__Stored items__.
****************

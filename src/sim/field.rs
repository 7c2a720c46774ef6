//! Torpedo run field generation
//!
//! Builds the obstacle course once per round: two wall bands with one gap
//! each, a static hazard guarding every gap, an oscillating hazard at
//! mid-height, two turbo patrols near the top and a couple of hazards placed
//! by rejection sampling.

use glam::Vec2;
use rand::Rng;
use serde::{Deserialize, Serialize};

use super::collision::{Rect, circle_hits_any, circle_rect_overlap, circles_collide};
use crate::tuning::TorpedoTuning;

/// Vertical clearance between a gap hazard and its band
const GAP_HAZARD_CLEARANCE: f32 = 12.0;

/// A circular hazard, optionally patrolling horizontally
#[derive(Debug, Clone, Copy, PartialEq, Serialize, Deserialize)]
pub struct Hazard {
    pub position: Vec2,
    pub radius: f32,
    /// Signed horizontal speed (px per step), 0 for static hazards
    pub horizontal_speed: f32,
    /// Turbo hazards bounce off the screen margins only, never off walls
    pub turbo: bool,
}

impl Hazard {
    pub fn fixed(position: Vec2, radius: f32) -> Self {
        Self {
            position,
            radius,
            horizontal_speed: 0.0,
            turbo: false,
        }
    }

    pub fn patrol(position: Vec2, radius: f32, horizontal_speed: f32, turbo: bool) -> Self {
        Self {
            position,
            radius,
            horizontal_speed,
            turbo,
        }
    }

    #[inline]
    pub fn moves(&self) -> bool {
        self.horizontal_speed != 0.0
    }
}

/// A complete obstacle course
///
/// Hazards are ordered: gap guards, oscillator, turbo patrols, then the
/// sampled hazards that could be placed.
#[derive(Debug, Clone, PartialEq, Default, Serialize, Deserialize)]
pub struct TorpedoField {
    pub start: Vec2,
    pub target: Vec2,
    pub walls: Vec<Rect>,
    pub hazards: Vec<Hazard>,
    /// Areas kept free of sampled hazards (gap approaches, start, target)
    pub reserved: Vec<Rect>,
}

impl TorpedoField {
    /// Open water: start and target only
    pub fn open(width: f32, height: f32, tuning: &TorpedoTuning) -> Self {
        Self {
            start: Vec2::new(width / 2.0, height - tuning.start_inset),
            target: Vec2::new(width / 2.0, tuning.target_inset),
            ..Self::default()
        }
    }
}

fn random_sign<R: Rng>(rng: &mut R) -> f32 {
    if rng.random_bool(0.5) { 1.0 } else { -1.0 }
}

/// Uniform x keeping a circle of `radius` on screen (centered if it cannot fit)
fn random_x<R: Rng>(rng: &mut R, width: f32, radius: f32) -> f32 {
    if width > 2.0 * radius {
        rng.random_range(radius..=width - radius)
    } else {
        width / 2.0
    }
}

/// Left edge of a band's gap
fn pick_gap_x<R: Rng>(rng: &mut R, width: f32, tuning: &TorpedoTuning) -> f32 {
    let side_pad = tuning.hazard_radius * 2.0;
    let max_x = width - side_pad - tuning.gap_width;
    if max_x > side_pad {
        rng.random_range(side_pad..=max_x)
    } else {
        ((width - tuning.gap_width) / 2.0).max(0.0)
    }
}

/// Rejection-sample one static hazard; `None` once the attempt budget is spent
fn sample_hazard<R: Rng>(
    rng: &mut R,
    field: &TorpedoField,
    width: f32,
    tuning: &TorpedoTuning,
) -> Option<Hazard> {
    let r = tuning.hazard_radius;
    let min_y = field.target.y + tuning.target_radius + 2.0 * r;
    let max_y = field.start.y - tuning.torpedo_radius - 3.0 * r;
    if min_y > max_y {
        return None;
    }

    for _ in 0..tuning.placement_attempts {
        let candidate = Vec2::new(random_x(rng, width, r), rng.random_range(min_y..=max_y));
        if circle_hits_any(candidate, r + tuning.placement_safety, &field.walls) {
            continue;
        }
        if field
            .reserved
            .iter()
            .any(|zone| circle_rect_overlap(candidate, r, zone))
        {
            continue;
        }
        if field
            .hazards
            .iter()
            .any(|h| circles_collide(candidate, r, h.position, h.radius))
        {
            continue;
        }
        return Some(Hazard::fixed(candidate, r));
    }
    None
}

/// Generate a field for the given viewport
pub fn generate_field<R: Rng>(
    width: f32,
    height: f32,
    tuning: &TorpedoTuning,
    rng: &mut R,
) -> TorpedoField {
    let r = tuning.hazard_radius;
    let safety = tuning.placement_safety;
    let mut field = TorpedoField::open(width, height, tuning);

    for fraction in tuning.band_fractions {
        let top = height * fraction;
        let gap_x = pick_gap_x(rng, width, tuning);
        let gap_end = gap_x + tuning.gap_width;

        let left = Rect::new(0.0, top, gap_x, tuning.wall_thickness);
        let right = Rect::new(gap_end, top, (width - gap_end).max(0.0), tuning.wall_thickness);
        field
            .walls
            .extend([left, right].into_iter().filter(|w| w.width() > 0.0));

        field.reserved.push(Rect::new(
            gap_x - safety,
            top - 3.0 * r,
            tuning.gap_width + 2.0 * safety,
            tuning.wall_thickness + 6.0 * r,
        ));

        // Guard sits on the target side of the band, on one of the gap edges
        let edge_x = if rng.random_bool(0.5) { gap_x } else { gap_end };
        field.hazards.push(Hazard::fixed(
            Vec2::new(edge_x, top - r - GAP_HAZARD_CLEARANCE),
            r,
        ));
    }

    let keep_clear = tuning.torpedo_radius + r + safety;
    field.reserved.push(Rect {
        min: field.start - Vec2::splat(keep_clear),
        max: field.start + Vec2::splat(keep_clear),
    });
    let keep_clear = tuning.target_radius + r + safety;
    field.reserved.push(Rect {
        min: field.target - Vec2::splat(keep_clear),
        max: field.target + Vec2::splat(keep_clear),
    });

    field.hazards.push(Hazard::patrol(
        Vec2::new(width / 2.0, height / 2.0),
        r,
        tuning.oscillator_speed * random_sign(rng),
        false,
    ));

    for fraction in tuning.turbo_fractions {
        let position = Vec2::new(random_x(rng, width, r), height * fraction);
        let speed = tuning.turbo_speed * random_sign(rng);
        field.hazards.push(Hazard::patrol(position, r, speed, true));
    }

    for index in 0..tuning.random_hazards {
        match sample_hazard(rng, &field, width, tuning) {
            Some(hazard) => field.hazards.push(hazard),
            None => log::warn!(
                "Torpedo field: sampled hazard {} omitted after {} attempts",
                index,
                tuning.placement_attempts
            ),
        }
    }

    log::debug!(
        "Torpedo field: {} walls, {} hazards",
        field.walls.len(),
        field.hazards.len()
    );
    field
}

****************

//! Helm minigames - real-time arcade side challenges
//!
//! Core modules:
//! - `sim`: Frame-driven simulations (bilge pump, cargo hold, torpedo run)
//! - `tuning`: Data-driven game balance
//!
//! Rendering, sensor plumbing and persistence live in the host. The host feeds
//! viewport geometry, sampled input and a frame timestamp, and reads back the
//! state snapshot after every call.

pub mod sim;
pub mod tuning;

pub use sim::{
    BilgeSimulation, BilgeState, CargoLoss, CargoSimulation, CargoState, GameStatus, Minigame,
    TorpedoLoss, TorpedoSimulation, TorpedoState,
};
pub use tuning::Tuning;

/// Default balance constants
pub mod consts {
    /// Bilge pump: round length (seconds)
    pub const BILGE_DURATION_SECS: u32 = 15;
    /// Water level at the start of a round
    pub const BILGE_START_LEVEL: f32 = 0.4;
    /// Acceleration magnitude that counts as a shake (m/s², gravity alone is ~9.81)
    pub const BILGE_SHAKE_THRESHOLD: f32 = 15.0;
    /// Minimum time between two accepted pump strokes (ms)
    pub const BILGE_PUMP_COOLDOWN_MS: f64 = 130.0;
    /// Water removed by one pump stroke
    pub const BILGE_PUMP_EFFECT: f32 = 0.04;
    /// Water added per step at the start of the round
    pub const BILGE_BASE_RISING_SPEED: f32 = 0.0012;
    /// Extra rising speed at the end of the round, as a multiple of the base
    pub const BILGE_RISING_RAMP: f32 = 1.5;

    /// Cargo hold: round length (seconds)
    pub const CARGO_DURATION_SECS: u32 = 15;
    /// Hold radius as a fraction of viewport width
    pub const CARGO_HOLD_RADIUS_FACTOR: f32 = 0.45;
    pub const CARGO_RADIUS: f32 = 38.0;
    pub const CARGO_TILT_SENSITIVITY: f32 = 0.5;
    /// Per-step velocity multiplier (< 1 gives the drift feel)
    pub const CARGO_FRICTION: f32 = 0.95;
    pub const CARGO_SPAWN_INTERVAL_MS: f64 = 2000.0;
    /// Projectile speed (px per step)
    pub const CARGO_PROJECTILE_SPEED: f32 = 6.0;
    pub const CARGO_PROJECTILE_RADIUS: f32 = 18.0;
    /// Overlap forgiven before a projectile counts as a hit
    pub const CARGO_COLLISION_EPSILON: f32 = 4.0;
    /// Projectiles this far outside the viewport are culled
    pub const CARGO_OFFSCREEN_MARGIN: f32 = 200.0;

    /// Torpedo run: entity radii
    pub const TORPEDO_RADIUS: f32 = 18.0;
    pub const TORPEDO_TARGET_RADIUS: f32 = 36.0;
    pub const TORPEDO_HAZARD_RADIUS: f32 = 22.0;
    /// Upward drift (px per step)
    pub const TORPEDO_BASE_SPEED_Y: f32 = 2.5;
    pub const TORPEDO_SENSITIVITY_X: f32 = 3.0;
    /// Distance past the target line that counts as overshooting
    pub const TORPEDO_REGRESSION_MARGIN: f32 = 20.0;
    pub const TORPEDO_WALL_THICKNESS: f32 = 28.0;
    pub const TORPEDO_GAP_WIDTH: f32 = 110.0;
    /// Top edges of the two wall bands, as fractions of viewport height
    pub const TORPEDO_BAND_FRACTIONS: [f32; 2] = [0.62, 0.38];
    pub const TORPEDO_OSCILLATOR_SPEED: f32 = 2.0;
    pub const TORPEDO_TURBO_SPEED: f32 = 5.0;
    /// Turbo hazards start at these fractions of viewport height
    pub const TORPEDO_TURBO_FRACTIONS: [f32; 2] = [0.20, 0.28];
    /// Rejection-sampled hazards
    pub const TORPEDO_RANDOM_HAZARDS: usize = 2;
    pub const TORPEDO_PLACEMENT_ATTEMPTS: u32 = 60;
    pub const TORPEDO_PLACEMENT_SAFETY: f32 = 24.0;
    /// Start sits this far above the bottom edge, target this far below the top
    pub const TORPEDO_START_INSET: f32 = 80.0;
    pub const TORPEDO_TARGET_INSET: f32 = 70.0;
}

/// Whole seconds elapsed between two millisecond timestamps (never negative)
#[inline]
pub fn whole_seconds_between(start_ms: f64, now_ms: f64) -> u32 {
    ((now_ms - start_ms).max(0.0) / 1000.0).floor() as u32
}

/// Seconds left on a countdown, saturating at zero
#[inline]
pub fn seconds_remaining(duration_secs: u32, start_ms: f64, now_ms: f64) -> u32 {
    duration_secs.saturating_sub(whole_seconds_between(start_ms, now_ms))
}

****************

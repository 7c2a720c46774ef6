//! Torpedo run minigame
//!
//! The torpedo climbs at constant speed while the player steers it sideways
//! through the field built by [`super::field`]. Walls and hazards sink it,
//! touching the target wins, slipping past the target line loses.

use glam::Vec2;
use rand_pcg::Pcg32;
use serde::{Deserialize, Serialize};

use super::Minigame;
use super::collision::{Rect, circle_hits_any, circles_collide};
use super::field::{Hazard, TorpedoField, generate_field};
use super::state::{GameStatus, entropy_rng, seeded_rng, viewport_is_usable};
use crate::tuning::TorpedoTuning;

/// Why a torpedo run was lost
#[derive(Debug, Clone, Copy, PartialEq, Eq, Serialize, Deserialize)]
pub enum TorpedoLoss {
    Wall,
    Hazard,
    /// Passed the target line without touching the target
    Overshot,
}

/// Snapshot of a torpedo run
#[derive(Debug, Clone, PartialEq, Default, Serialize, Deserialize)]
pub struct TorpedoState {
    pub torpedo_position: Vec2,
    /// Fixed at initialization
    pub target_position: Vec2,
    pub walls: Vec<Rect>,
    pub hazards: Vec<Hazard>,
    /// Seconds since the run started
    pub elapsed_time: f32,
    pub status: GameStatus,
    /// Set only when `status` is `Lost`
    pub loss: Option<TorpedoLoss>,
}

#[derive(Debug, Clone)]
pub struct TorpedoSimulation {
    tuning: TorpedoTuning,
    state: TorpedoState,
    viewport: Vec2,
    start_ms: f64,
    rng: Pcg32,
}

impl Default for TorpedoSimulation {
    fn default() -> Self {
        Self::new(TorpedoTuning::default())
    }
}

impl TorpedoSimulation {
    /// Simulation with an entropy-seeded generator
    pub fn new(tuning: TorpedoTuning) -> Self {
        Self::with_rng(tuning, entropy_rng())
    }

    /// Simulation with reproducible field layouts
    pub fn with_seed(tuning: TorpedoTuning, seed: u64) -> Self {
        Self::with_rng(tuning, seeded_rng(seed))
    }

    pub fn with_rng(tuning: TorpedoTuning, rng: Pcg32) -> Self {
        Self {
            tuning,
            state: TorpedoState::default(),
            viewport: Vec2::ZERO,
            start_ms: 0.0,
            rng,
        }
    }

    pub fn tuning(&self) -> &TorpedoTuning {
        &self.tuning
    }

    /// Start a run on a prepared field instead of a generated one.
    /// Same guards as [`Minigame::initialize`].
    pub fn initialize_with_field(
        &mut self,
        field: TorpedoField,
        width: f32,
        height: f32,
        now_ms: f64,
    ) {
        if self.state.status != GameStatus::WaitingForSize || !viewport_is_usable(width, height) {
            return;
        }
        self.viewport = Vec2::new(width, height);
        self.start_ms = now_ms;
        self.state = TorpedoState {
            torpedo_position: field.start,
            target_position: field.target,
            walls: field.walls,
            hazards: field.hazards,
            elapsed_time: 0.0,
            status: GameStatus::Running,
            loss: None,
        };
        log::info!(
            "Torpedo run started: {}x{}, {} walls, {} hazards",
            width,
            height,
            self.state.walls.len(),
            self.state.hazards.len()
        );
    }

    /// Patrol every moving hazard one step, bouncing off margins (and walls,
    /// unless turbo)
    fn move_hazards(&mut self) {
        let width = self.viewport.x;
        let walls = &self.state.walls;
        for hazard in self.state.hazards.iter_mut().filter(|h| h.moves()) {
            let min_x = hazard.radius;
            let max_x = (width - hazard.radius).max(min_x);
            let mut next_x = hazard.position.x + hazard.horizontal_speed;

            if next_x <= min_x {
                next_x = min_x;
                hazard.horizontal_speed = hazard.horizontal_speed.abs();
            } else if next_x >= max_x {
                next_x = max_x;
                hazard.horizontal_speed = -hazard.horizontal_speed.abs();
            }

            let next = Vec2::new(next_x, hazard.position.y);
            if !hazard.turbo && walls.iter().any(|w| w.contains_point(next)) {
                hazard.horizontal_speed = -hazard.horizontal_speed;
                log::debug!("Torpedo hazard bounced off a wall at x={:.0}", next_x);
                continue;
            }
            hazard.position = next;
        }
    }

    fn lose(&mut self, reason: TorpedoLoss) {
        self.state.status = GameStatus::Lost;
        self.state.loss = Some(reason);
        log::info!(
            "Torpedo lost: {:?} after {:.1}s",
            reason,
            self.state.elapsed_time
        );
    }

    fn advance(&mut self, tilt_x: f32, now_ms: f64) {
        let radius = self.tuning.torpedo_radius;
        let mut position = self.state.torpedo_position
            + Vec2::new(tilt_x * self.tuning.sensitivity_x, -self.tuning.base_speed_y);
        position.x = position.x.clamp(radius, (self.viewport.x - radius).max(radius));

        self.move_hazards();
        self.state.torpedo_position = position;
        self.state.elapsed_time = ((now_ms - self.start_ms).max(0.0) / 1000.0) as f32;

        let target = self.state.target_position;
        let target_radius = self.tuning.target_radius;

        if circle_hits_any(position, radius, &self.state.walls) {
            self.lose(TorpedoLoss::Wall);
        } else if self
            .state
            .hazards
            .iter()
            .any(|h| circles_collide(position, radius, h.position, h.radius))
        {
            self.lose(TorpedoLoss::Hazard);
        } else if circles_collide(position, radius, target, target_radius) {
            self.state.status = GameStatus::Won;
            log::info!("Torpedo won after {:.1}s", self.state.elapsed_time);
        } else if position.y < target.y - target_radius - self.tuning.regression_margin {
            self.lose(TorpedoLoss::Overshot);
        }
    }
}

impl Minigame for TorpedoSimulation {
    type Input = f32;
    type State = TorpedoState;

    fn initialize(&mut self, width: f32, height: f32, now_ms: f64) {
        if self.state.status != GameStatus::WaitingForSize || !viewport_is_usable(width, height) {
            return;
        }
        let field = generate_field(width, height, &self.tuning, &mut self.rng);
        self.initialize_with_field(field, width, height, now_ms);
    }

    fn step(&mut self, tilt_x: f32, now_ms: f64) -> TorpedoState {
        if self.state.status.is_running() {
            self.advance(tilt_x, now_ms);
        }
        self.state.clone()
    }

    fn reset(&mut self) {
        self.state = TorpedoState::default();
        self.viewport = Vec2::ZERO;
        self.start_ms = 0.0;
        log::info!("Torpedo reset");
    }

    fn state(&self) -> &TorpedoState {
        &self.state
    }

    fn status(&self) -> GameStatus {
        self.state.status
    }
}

****************

__EXERCISE__.
Copy out the lines of the data where the string "only" occurs.

__RESULT OF THIS EXERCISE__.
    /// Turbo hazards bounce off the screen margins only, never off walls
    /// Open water: start and target only
    /// Set only when `status` is `Lost`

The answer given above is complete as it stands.